Problem:
Repeat back every line of the data, exactly.

Saved entries:
/// How the task ended.
#[derive(Debug, Clone, Copy, PartialEq, Eq)]
pub enum TaskStatus {
    /// The model produced a final answer within the iteration budget.
    Completed,
    /// The budget ran out; the answer is the model's forced wrap-up.
    LimitReached,
}

/// Result of one processed task.
#[derive(Debug, Clone)]
pub struct TaskOutcome {
    pub answer: String,
    pub status: TaskStatus,
    /// Tool-calling rounds actually consumed (excludes the forced final call)
    pub iterations: usize,
    pub correlation_id: String,
}

/// Input for [`ProcessTaskUseCase::execute`].
#[derive(Debug, Clone)]
pub struct ProcessTaskInput {
    pub task: String,
    pub agent_id: String,
}

/// Failures that abort the task before or outside the loop. Everything
/// that happens *inside* an iteration is folded into the conversation
/// instead.
#[derive(Error, Debug)]
pub enum ProcessTaskError {
    #[error("directory lookup failed: {0}")]
    Directory(#[from] DirectoryError),

    #[error("task description must not be empty")]
    EmptyTask,
}

/// Orchestrates one agent task over a chat backend, the capability
/// registry, and the directory snapshot.
pub struct ProcessTaskUseCase {
    backend: Arc<dyn ChatBackendPort>,
    registry: Arc<CapabilityRegistry>,
    directory: Arc<dyn DirectoryPort>,
    config: TaskLoopConfig,
}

Exercise response:
/// How the task ended.
#[derive(Debug, Clone, Copy, PartialEq, Eq)]
pub enum TaskStatus {
    /// The model produced a final answer within the iteration budget.
    Completed,
    /// The budget ran out; the answer is the model's forced wrap-up.
    LimitReached,
}

/// Result of one processed task.
#[derive(Debug, Clone)]
pub struct TaskOutcome {
    pub answer: String,
    pub status: TaskStatus,
    /// Tool-calling rounds actually consumed (excludes the forced final call)
    pub iterations: usize,
    pub correlation_id: String,
}

/// Input for [`ProcessTaskUseCase::execute`].
#[derive(Debug, Clone)]
pub struct ProcessTaskInput {
    pub task: String,
    pub agent_id: String,
}

/// Failures that abort the task before or outside the loop. Everything
/// that happens *inside* an iteration is folded into the conversation
/// instead.
#[derive(Error, Debug)]
pub enum ProcessTaskError {
    #[error("directory lookup failed: {0}")]
    Directory(#[from] DirectoryError),

    #[error("task description must not be empty")]
    EmptyTask,
}

/// Orchestrates one agent task over a chat backend, the capability
/// registry, and the directory snapshot.
pub struct ProcessTaskUseCase {
    backend: Arc<dyn ChatBackendPort>,
    registry: Arc<CapabilityRegistry>,
    directory: Arc<dyn DirectoryPort>,
    config: TaskLoopConfig,
}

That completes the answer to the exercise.